Hummingbirds making a return to feeders around the area


TAYLOR COUNTY—Ruby-throated Hummingbirds have begun making appearances among the West Virginia hills. Ruby-throated hummingbirds are the only native hummingbird species known to breed in West Virginia. 

Archilochus colubris is the scientific name for Ruby-throated Hummingbirds. They arrive in West Virginia around April and stay until October. They migrate medium to long distances and spend winter in Central America, often flying across the Gulf of Mexico. The males are known for their ruby-red throat as well as a white collar and emerald, green plumage while the females are less vibrant with green plumage and banded white, black, and greyish green tails. 

Ruby-throated Hummingbirds enjoy nectar from sources such as “trumpet creeper, cardinal flower, honeysuckle, jewelweed, bee-balm, red buckeye and red morning glory, as well as at hummingbird feeders and, sometimes, tree sap,” according to allaboutbirds.org. Interestingly enough, they also are omnivores and are keen on insects such as gnats, fruit flies, small bees, and spiders. 

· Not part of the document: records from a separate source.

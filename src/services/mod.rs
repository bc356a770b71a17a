// SPDX-License-Identifier: MIT
// Copyright 2026 Roland Dreier <roland@rolandd.dev>

//! Services module - live subscriptions and the state built on them.

pub mod auth;
pub mod collection;
pub mod hooks;
pub mod join;
pub mod members;
pub mod selection;
pub mod sessions;
pub mod teachers;

pub use auth::{AuthProvider, AuthState, StaticAuth};
pub use collection::{
    subscribe_collection, subscribe_to_classes_for_club, subscribe_to_clubs_for_user,
    subscribe_to_events_for_club, ListCallback,
};
pub use hooks::{
    use_classes_for_club, use_clubs_for_user, use_events_for_club, use_members_for_class,
    use_sessions_for_club, use_teachers_for_class, HookState, LiveHook,
};
pub use join::{subscribe_joined, JoinRow, JoinedSnapshot, Link, LinkTarget, Resolved, SharedSource};
pub use members::subscribe_to_members_for_class;
pub use selection::{
    selection_key, ClubSelection, FileSelectionStore, MemorySelectionStore, SelectionStore,
    StoreError,
};
pub use sessions::{
    page_size_for_viewport, subscribe_to_sessions_for_club, SessionPageParams, SessionPager,
};
pub use teachers::subscribe_to_teachers_for_class;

The females like to build their nests in oak, birch, poplar, hackberry and pine trees. It is also noted that nests are typically built 10 to 40 feet above the ground! Allaboutbirds.org describes nest size and structure stating, the nest is the size of large thimble, built directly on top of the branch rather than in a fork. It’s made of thistle or dandelion down held together with strands of spider silk and sometimes pine resin. The female stamps on the base of the nest to stiffen it, but the walls remain pliable. She shapes the rim of the nest by pressing and smoothing it between her neck and chest. The exterior of the nest is decorated (probably camouflaged) with bits of lichen and moss. The nest takes 6-10 days to finish and measures about 2 inches across and 1 inch deep.” Furthermore, the incubation period is described as being between 12 to 14 days and the nestling period ranges between 18 and 22 days. 

Ruby-throated Hummingbirds are precision flyers. They have the “ability to fly full out and stop in an instant, hang motionless in midair, and adjust their position up, down, sideways, and backwards with minute control. They dart between nectar sources with fast, straight flights or sit on a small twig keeping a lookout, bill waving back and forth as the bird looks around.”, said allaboutbirds.org. Male ruby-throats are considered somewhat aggressive and will actively defend their feed sources. Males are also known to display some pretty outrageous behavior flying in U-shaped dives to court females that enter their territory. 

“Ruby-throated Hummingbird populations have steadily increased every year from 1966 to 2014, according to the North American Breeding Bird Survey. Partners in Flight estimates a global breeding population of 20 million with 84% spending some part of the year in the U.S., 51% in Mexico, and 16% breeding in Canada. The species rates an 8 out of 20 on the Continental Concern Score.”, as reported by allaboutbirds.org. 

Attracting Ruby-throated Hummingbirds is fairly easy. It is recommended to set up hummingbird feeds or plant tubular flowers. The Smithsonian National Zoo and Conservation Institute provided a recipe for hummingbird food as seen below. 

Ingredients

Refined white sugar

Water

Directions for making safe hummingbird food:

Mix 1 part sugar with 4 parts water (for example, 1 cup of sugar with 4 cups of water) until the sugar is dissolved.

DO NOT add red dye.

Fill your hummingbird feeders with the sugar water and place outside.

Extra sugar water can be stored in a refrigerator for up to two weeks. Watch for mold!

Change feeders every other day and thoroughly clean them each time to prevent harmful mold growth.

The Smithsonian National Zoo and Conservation Institute also said that tap water is fine! They also recommend only using regular table sugar as corn syrup, powdered sugar, honey, or dye can have added ingredients that can harm birds. 

Hummingbirdcentral.com has an interactive map with migration information and sightings of various species of hummingbirds. Migration is reported to be quite a feat and data has indicated that a hummingbird can travel up to 23 miles in one day. Hummingbirds are also noted to gain up to 40% of their body weight prior to migrating in an effort to sustain their travel of both land and water. During migration, a hummingbird will flap it’s wings up to 80 times a second and their heart will beat up to 1,260 beats a minute. As the Ruby-throated Hummingbirds arrive from their long trek from Central America, be prepared to welcome them with some sweet nectar sources to replenish themselves.